9781101973950_d6796Amatka by Karin Tidbeck
Vintage, June 27

“Vanja, a government worker, leaves her home city of Essre for the austere, wintry colony of Amatka on a research assignment. It takes some adjusting: people act differently in Amatka, and citizens are monitored for signs of subversion. Intending to stay just a short while, Vanja finds herself falling in love with her housemate, Nina, and decides to stick around. But when she stumbles on evidence of a growing threat to the colony and a cover-up by its administration, she begins an investigation that puts her at tremendous risk. In Karin Tidbeck’s dystopic imagining, language has the power to shape reality. Unless objects, buildings, and the surrounding landscape are repeatedly named, and named properly, everything will fall apart. Trapped in the repressive colony, Vanja dreams of using language to break free, but her individualism may well threaten the very fabric of reality. Amatka is a beguiling and wholly original novel about freedom, love, and artistic creation by an idiosyncratic new voice.

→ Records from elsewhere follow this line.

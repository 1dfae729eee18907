use crate::parser::ast::{expr::Expr, literal::{Literal, LitSym}};
use std::{fmt, ops::Range};

#[cfg(feature = "serde")]
use serde::{Deserialize, Serialize};

/// Attribute access, such as `numpy.sqrt`. Parsed as part of a primary expression by
/// [`Expr::parse_primary`].
#[derive(Debug, Clone, PartialEq)]
#[cfg_attr(feature = "serde", derive(Serialize, Deserialize))]
pub struct Attribute {
    /// The expression whose attribute is accessed.
    pub value: Box<Expr>,

    /// The name of the attribute.
    pub attr: LitSym,

    /// The region of the source code that this expression was parsed from.
    pub span: Range<usize>,
}

impl Attribute {
    /// Returns the span of the attribute access.
    pub fn span(&self) -> Range<usize> {
        self.span.clone()
    }

    /// Returns the dotted path of this attribute access, such as `["numpy", "sqrt"]`, if every
    /// component of it is a plain name.
    pub fn dotted_path(&self) -> Option<Vec<&str>> {
        let mut path = match self.value.as_ref() {
            Expr::Literal(Literal::Symbol(sym)) => vec![sym.name.as_str()],
            Expr::Attribute(inner) => inner.dotted_path()?,
            _ => return None,
        };
        path.push(&self.attr.name);
        Some(path)
    }
}

impl std::fmt::Display for Attribute {
    fn fmt(&self, f: &mut fmt::Formatter) -> fmt::Result {
        write!(f, "{}.{}", self.value, self.attr)
    }
}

9780807025048_1d7fbBonus pick:
A Surprised Queenhood in the New Black Sun:
The Life and Legacy of Gwendolyn Brooks
By Angela Jackson
May 30, Beacon Press

“In A Surprised Queenhood in the New Black Sun, fellow Chicagoan and award-winning writer Angela Jackson delves deep into the rich fabric of Brooks’s work and world. Granted unprecedented access to Brooks’s family, personal papers, and writing community, Jackson traces the literary arc of this artist’s long career and gives context for the world in which Brooks wrote and published her work. It is a powerfully intimate look at a once-in-a-lifetime talent up close, using forty-three of Brooks’s most soul-stirring poems as a guide. Jackson deftly unpacks it all for both longtime admirers of Brooks and newcomers curious about her interior life. A Surprised Queenhood in the New Black Sun is a commemoration of a writer who negotiated black womanhood and incomparable brilliance with a changing, restless world—an artistic maverick way ahead of her time.”